Hi there, future employer. Your search for the perfect new hire is over. No more slogging through résumés with depressingly similar statistics, no more dialing references who squint their voices and say “Rebecca who?”, no more cringing at power verbs and people who “disseminate” ideas. Everything your other applicants lack, I have, and everything your other applicants have—well, I have that, too. You see, I graduated with a B.A. in English and a minor in creative writing from the top public university in the nation.
Your eyebrow rises. I understand. Humanities majors are notoriously unemployable due to having little-to-no marketable “skills.” You’re probably also humming that song from Avenue Q to yourself. But most people overlook the relevance of a humanities degree in the present economy.
Take, for example, how crucial it is for any venture to launch a social media campaign—it makes the company seem more personable, fun, hip. You’ll need someone to manage a Facebook and Twitter account, someone to update the blog. Keeping a blog is an art only the freshly graduated English student can master.
I had a lot of time in my undergraduate career, time unfettered by commitments to a “lab” or “problem sets.” It was time that I funneled directly into research on the relevant age group. It takes someone culturally literate to embed references to the Nyan Cat video (and, Inception-like, the Nyan Cat scarf on Etsy, and the photo of an actual cat dressed up to be Nyan, etc.) to gain a readership’s trust. It takes someone who is hypothetically articulate about the time she took 2C-B for a Yeasayer concert and saw blue sound waves snaking from the drum set and had trouble differentiating between doorways and mirrors to understand a generation. These are the details that will captivate your audience and make people really relate, you know?
An English degree comes with a lot of teaching experience. My job at the Student Learning Center entailed working with student writing in individual and group settings. I prodded students towards an argumentative thesis. I brought in Lil Wayne lyrics for them to close read. With students who spoke English as a second language, I drew a chart mapping when to use “the” and when to use “a(n).” Being an English tutor affords one with some degree of humility, too. When the paper you are helping revise is about altering the genetic makeup of E. coli to produce biofuel, or to fight malaria, you realize your degree’s contribution is to make sure the write-up is properly punctuated. Legibility, you tell yourself, will save the world one apostrophe at a time.
I hope also to bring my rhetorical powers to the team, having honed my argumentative prowess in four years of combat with my Overbearing Asian Parents. My mother and father immigrated from Shanghai with $50 in hand and clawed their way to the top via computer science, so to have a daughter who liked to read more than reciting the times tables at age six was a disappointment (I’m not making this up—running errands at Ralphs with my mother meant reciting “Six times six is thirty-six” in the frozen food aisle). When I entered college, I learned to manipulate my way into my field of study by reminding them that I was “happy,” that I “could always go to graduate school and become a professor at Harvard, Yale, and Princeton if I wanted to.” To this day, I endure anecdotes about my mother’s friends’ sons who land paid computer programming internships and daughters who turn down offers at Google because the stock options at Smith Barney are better.
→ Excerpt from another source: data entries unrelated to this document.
//! Hybrid search client.
//!
//! Issues one request carrying both a keyword leg (text match over the
//! searchable fields) and a k-NN vector leg over the embedding field. The
//! search engine fuses and re-ranks the two signals itself; this client
//! supplies the signals and a re-rank mode selector, and treats the
//! returned ordering as authoritative. No local re-ranking.

use async_trait::async_trait;
use reqwest::header::{CONTENT_TYPE, HeaderMap, HeaderValue};
use serde::{Deserialize, Serialize};
use tracing::debug;

use crate::config::PipelineConfig;
use crate::error::RetrievalError;

/// Search API version pinned for the request URL.
const SEARCH_API_VERSION: &str = "2024-07-01";
/// Fields matched by the keyword leg.
const SEARCH_FIELDS: &str = "description,filename";
/// Fields returned per hit.
const SELECT_FIELDS: &str = "document_id,description,chunk_index,total_chunks,filename,file_url";
/// Vector field holding chunk embeddings.
const VECTOR_FIELD: &str = "embedding";

/// One ranked knowledge-base chunk returned by the search engine.
///
/// Immutable once returned; the assembler consumes candidates in the
/// order they arrive here.
#[derive(Debug, Clone, PartialEq, Deserialize)]
pub struct SearchCandidate {
    /// Index document identifier.
    #[serde(default)]
    pub document_id: String,
    /// Source file name, possibly empty for unattributed chunks.
    #[serde(default)]
    pub filename: String,
    /// Source file URL, possibly empty.
    #[serde(default)]
    pub file_url: String,
    /// Raw chunk text.
    #[serde(default)]
    pub description: String,
    /// Position of this chunk within its source document.
    #[serde(default)]
    pub chunk_index: u32,
    /// Total chunk count for the source document.
    #[serde(default)]
    pub total_chunks: u32,
    /// Fused relevance score assigned by the engine.
    #[serde(rename = "@search.score", default)]
    pub score: f64,
}

/// Trait for search index backends.
#[async_trait]
pub trait SearchIndex: Send + Sync {
    /// Runs one hybrid query and returns candidates in fused rank order.
    ///
    /// An empty result list is success, not an error.
    ///
    /// # Errors
    ///
    /// Returns [`RetrievalError::Search`] on transport or auth failure.
    async fn search(
        &self,
        query_text: &str,
        query_vector: &[f32],
    ) -> Result<Vec<SearchCandidate>, RetrievalError>;
}

/// HTTP client for the hosted search service.
pub struct HybridSearchClient {
    client: reqwest::Client,
    endpoint: String,
    top_k: usize,
}

impl HybridSearchClient {
    /// Builds a new search client from pipeline configuration.
    ///
    /// `search_top_k` is fixed per deployment and applies to the vector leg.
    ///
    /// # Errors
    ///
    /// Returns [`RetrievalError::Search`] if the API key is not a valid
    /// header value or the HTTP client cannot be constructed.
    pub fn new(config: &PipelineConfig) -> Result<Self, RetrievalError> {
        let mut headers = HeaderMap::new();
        headers.insert(
            "api-key",
            HeaderValue::from_str(&config.search_api_key).map_err(|e| RetrievalError::Search {
                message: format!("invalid search API key: {e}"),
                status: None,
            })?,
        );
        headers.insert(CONTENT_TYPE, HeaderValue::from_static("application/json"));

        let client = reqwest::Client::builder()
            .timeout(config.timeout)
            .default_headers(headers)
            .build()
            .map_err(|e| RetrievalError::Search {
                message: format!("failed to build HTTP client: {e}"),
                status: None,
            })?;

        let endpoint = format!(
            "{}/indexes/{}/docs/search?api-version={SEARCH_API_VERSION}",
            config.search_endpoint.trim_end_matches('/'),
            config.search_index,
        );

        Ok(Self {
            client,
            endpoint,
            top_k: config.search_top_k,
        })
    }

    fn build_body<'a>(&self, query_text: &'a str, query_vector: &'a [f32]) -> SearchBody<'a> {
        SearchBody {
            search: query_text,
            search_fields: SEARCH_FIELDS,
            select: SELECT_FIELDS,
            vector_queries: vec![VectorQuery {
                kind: "vector",
                fields: VECTOR_FIELD,
                k: self.top_k,
                vector: query_vector,
            }],
            vector_filter_mode: "preFilter",
            query_type: "semantic",
            top: self.top_k,
        }
    }
}

impl std::fmt::Debug for HybridSearchClient {
    fn fmt(&self, f: &mut std::fmt::Formatter<'_>) -> std::fmt::Result {
        f.debug_struct("HybridSearchClient")
            .field("endpoint", &self.endpoint)
            .field("top_k", &self.top_k)
            .finish_non_exhaustive()
    }
}

#[async_trait]
impl SearchIndex for HybridSearchClient {
    async fn search(
        &self,
        query_text: &str,
        query_vector: &[f32],
    ) -> Result<Vec<SearchCandidate>, RetrievalError> {
        let body = self.build_body(query_text, query_vector);

        let response = self
            .client
            .post(&self.endpoint)
            .json(&body)
            .send()
            .await
            .map_err(|e| RetrievalError::Search {
                message: e.to_string(),
                status: None,
            })?;

        let status = response.status();
        if !status.is_success() {
            let body = response
                .text()
                .await
                .unwrap_or_else(|_| "<body unavailable>".to_string());
            return Err(RetrievalError::Search {
                message: body,
                status: Some(status.as_u16()),
            });
        }

        let parsed: SearchResponse =
            response.json().await.map_err(|e| RetrievalError::Search {
                message: format!("failed to parse search response: {e}"),
                status: Some(status.as_u16()),
            })?;

        debug!(hits = parsed.value.len(), "hybrid search complete");
        Ok(parsed.value)
    }
}

#[derive(Serialize)]
#[serde(rename_all = "camelCase")]
struct SearchBody<'a> {
    search: &'a str,
    search_fields: &'a str,
    select: &'a str,
    vector_queries: Vec<VectorQuery<'a>>,
    vector_filter_mode: &'a str,
    query_type: &'a str,
    top: usize,
}

#[derive(Serialize)]
struct VectorQuery<'a> {
    kind: &'a str,
    fields: &'a str,
    k: usize,
    vector: &'a [f32],
}

#[derive(Debug, Deserialize)]
struct SearchResponse {
    #[serde(default)]
    value: Vec<SearchCandidate>,
}

#[cfg(test)]
mod tests {
    use super::*;

    fn test_client() -> HybridSearchClient {
        let config = PipelineConfig::builder()
            .api_key("k")
            .search_endpoint("https://search.example.com/")
            .search_index("kb-chunks")
            .search_api_key("search-key")
            .search_top_k(48)
            .ticket_api_url("https://t.example.com")
            .ticket_api_token("t")
            .build()
            .unwrap_or_else(|_| unreachable!());
        HybridSearchClient::new(&config).unwrap_or_else(|_| unreachable!())
    }

    #[test]
    fn test_endpoint_construction() {
        let client = test_client();
        assert_eq!(
            client.endpoint,
            format!(
                "https://search.example.com/indexes/kb-chunks/docs/search?api-version={SEARCH_API_VERSION}"
            )
        );
    }

    #[test]
    fn test_body_carries_both_legs() {
        let client = test_client();
        let vector = vec![0.1_f32, 0.2, 0.3];
        let body = client.build_body("printer offline", &vector);
        let json = serde_json::to_value(&body).unwrap_or_default();

        assert_eq!(json["search"], "printer offline");
        assert_eq!(json["searchFields"], SEARCH_FIELDS);
        assert_eq!(json["queryType"], "semantic");
        assert_eq!(json["vectorQueries"][0]["k"], 48);
        assert_eq!(json["vectorQueries"][0]["fields"], VECTOR_FIELD);
        let sent: Vec<f32> = json["vectorQueries"][0]["vector"]
            .as_array()
            .map(|a| {
                a.iter()
                    .filter_map(serde_json::Value::as_f64)
                    .map(|v| v as f32)
                    .collect()
            })
            .unwrap_or_default();
        assert_eq!(sent, vector);
    }

    #[test]
    fn test_candidate_deserialization() {
        let raw = r#"{
            "value": [
                {
                    "@search.score": 2.5,
                    "document_id": "doc-1_0",
                    "description": "Restart the print spooler.",
                    "chunk_index": 0,
                    "total_chunks": 3,
                    "filename": "printers.pdf",
                    "file_url": "https://kb.example.com/printers.pdf"
                }
            ]
        }"#;
        let parsed: SearchResponse = serde_json::from_str(raw).unwrap_or_else(|e| {
            unreachable!("deserialization failed: {e}");
        });
        assert_eq!(parsed.value.len(), 1);
        let hit = &parsed.value[0];
        assert_eq!(hit.filename, "printers.pdf");
        assert_eq!(hit.total_chunks, 3);
        assert!((hit.score - 2.5).abs() < f64::EPSILON);
    }

    #[test]
    fn test_empty_result_is_success() {
        let parsed: SearchResponse =
            serde_json::from_str(r#"{"value":[]}"#).unwrap_or_else(|e| {
                unreachable!("deserialization failed: {e}");
            });
        assert!(parsed.value.is_empty());
    }
}
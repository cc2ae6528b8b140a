//! Pluggable chat-model trait.
//!
//! Implementations translate provider-agnostic [`ChatRequest`]/[`ChatResponse`]
//! into provider-specific SDK calls, keeping the agent loop decoupled from
//! any particular LLM vendor. Cancellation propagates by dropping the
//! returned future; implementations must not detach work.

use async_trait::async_trait;

use super::message::{ChatRequest, ChatResponse};
use crate::error::AgentError;

/// Trait for chat-model backends.
#[async_trait]
pub trait ChatModel: Send + Sync {
    /// Provider name (e.g., `"openai"`).
    fn name(&self) -> &'static str;

    /// Executes a chat completion request.
    ///
    /// # Errors
    ///
    /// Returns [`AgentError::ModelCall`] on transport or API failures.
    async fn chat(&self, request: &ChatRequest) -> Result<ChatResponse, AgentError>;
}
What are my shortcomings? I’ll be honest. Sometimes I’m too perfect. No, but really—in my studies, I spent countless hours on English papers, trying to articulate my thoughts on spatial-temporal echolocation in Jonathan Safran Foer’s Extremely Loud and Incredibly Close or “psychedelic mothering” in a poem by David Dabydeen. Sometimes I spent four hours on a single page. It was not because my line of questioning had become too convoluted or because I was inventing the terms I was using. Not only because of that. I demanded perfection. I would never use the word “esoteric” when I really meant “recondite.” I went into spasms over the keyboard deciding whether a semicolon or a colon would be more appropriate. If there’s anything I learned, it’s that there’s an em dash up my butt.
So, future employer, now that you see what a valuable asset I am, how versatile my education has made me—give me a call. I can start on Monday.